▸ GOAL OF THE EXERCISE:
From the top of the records below down to the line containing "recording the use", reproduce every line exactly.

══ RECORDS PROVIDED ══

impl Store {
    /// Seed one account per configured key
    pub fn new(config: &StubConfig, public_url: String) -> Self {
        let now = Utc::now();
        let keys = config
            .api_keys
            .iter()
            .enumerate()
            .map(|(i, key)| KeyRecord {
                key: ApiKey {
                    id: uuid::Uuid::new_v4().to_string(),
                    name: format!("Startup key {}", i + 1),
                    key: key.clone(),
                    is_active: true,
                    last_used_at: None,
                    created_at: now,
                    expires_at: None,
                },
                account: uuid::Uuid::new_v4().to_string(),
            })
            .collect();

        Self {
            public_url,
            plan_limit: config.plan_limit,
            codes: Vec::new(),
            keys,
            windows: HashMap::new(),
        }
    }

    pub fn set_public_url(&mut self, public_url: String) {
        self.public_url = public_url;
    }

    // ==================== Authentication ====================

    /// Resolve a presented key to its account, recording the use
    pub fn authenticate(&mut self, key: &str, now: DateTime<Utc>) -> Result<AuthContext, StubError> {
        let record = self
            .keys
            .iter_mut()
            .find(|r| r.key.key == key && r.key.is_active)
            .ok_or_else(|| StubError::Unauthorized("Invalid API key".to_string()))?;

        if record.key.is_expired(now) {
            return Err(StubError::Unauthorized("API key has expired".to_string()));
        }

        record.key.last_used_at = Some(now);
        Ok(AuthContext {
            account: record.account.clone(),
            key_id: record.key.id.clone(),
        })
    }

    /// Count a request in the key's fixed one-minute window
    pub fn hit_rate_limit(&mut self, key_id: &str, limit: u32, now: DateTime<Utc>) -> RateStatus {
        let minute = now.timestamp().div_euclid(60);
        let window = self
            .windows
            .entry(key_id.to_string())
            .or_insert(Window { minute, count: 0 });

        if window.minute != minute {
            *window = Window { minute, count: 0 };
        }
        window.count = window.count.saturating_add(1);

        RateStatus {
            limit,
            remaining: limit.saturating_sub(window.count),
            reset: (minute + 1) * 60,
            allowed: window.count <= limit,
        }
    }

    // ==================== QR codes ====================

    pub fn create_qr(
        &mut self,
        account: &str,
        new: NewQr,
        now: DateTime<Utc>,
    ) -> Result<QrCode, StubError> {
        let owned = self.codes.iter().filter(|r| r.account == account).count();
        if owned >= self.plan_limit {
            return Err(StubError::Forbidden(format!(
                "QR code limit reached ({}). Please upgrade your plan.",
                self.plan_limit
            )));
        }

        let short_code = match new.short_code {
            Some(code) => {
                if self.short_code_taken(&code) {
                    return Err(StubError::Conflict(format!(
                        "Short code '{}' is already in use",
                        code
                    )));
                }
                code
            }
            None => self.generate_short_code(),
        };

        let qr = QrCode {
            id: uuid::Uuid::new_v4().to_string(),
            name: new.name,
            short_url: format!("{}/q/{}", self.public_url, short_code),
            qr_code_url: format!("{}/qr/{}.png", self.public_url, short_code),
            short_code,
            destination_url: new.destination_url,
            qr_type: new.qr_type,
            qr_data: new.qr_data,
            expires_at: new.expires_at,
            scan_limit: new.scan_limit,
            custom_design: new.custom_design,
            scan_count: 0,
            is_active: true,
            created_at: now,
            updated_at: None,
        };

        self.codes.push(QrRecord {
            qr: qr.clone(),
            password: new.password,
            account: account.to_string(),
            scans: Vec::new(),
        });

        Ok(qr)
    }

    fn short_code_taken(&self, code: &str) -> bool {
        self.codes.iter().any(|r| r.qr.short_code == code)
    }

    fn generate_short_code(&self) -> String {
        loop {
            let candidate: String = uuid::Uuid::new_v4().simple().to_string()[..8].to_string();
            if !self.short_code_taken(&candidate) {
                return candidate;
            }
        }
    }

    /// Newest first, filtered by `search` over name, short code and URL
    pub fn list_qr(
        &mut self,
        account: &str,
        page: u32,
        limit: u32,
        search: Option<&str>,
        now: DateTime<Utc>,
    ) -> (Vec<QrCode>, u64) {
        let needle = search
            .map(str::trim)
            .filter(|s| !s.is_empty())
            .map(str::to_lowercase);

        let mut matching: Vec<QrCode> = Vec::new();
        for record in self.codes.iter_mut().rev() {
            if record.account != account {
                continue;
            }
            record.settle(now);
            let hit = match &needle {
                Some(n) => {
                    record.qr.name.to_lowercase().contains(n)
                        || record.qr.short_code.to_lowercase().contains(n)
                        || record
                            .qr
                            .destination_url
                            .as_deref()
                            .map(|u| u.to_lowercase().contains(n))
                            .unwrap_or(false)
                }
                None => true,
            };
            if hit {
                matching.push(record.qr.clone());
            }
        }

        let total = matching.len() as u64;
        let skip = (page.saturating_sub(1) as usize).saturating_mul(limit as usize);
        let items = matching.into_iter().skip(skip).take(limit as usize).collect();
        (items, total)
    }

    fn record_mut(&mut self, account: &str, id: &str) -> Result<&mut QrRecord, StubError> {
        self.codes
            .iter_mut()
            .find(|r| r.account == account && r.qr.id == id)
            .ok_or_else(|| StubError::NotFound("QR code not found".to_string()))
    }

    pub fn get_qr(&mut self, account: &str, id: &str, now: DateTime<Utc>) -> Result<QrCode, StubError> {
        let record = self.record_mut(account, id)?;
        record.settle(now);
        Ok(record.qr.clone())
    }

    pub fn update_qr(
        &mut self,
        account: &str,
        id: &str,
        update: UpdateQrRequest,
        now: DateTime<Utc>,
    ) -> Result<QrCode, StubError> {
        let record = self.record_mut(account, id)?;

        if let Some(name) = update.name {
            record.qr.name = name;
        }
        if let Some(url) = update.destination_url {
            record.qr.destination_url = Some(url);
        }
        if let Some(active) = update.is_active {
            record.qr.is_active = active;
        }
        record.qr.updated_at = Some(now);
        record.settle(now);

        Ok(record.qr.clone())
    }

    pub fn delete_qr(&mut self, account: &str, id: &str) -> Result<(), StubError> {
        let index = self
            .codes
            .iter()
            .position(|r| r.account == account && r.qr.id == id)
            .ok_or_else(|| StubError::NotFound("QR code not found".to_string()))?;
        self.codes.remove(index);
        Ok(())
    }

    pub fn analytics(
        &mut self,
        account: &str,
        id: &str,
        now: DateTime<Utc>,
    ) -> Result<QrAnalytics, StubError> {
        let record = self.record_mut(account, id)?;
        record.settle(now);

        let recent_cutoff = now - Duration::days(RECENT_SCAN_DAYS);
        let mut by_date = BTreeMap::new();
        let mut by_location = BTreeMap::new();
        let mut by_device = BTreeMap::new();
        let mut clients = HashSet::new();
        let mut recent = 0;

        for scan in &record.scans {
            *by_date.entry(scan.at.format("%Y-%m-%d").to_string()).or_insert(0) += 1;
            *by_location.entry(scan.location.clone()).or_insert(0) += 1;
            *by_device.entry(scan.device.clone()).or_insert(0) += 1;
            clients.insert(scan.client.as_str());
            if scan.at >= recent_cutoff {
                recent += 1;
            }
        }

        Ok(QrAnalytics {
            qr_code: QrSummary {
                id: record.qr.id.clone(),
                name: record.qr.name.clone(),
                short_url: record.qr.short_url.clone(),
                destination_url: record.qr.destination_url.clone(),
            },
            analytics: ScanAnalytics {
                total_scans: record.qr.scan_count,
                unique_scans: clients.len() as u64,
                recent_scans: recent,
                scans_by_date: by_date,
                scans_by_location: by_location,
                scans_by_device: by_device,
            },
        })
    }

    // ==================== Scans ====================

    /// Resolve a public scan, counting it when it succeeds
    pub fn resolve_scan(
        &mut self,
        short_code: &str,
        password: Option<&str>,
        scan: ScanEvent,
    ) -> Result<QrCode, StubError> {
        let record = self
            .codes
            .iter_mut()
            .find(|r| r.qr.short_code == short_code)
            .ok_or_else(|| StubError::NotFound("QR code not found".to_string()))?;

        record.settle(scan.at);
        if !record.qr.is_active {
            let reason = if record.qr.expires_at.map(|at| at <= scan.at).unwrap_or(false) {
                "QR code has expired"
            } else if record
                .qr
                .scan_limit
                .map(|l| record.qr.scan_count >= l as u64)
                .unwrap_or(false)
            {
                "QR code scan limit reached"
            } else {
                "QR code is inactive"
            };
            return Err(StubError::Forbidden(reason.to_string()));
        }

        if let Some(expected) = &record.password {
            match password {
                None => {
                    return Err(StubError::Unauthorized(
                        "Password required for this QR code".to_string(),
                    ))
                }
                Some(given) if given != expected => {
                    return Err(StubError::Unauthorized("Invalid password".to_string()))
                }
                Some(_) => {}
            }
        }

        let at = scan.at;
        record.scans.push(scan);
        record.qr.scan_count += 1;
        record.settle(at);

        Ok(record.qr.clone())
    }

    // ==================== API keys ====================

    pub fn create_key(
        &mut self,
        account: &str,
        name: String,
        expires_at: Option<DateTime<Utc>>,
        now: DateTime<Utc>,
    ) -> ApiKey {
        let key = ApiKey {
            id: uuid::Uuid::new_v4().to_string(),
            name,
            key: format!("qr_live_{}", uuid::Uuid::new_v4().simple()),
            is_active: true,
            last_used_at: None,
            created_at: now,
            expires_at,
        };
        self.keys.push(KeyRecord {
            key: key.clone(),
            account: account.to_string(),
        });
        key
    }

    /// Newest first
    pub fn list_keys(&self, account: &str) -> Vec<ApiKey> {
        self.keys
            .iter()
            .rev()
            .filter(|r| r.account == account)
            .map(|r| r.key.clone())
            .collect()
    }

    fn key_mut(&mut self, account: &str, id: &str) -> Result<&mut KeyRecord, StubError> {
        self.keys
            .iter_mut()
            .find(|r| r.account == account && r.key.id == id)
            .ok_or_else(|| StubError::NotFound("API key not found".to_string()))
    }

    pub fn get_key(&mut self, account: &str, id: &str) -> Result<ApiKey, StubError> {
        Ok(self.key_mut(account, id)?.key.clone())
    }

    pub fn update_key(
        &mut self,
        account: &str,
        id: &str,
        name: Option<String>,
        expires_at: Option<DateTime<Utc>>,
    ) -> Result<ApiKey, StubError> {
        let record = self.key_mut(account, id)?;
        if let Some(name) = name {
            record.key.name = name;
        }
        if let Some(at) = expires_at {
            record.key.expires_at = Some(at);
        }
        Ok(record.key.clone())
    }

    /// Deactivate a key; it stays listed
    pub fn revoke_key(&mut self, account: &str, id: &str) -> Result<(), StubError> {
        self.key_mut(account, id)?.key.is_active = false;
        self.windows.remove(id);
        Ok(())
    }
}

═══

▸ ANSWER AREA:
impl Store {
    /// Seed one account per configured key
    pub fn new(config: &StubConfig, public_url: String) -> Self {
        let now = Utc::now();
        let keys = config
            .api_keys
            .iter()
            .enumerate()
            .map(|(i, key)| KeyRecord {
                key: ApiKey {
                    id: uuid::Uuid::new_v4().to_string(),
                    name: format!("Startup key {}", i + 1),
                    key: key.clone(),
                    is_active: true,
                    last_used_at: None,
                    created_at: now,
                    expires_at: None,
                },
                account: uuid::Uuid::new_v4().to_string(),
            })
            .collect();

        Self {
            public_url,
            plan_limit: config.plan_limit,
            codes: Vec::new(),
            keys,
            windows: HashMap::new(),
        }
    }

    pub fn set_public_url(&mut self, public_url: String) {
        self.public_url = public_url;
    }

    // ==================== Authentication ====================

    /// Resolve a presented key to its account, recording the use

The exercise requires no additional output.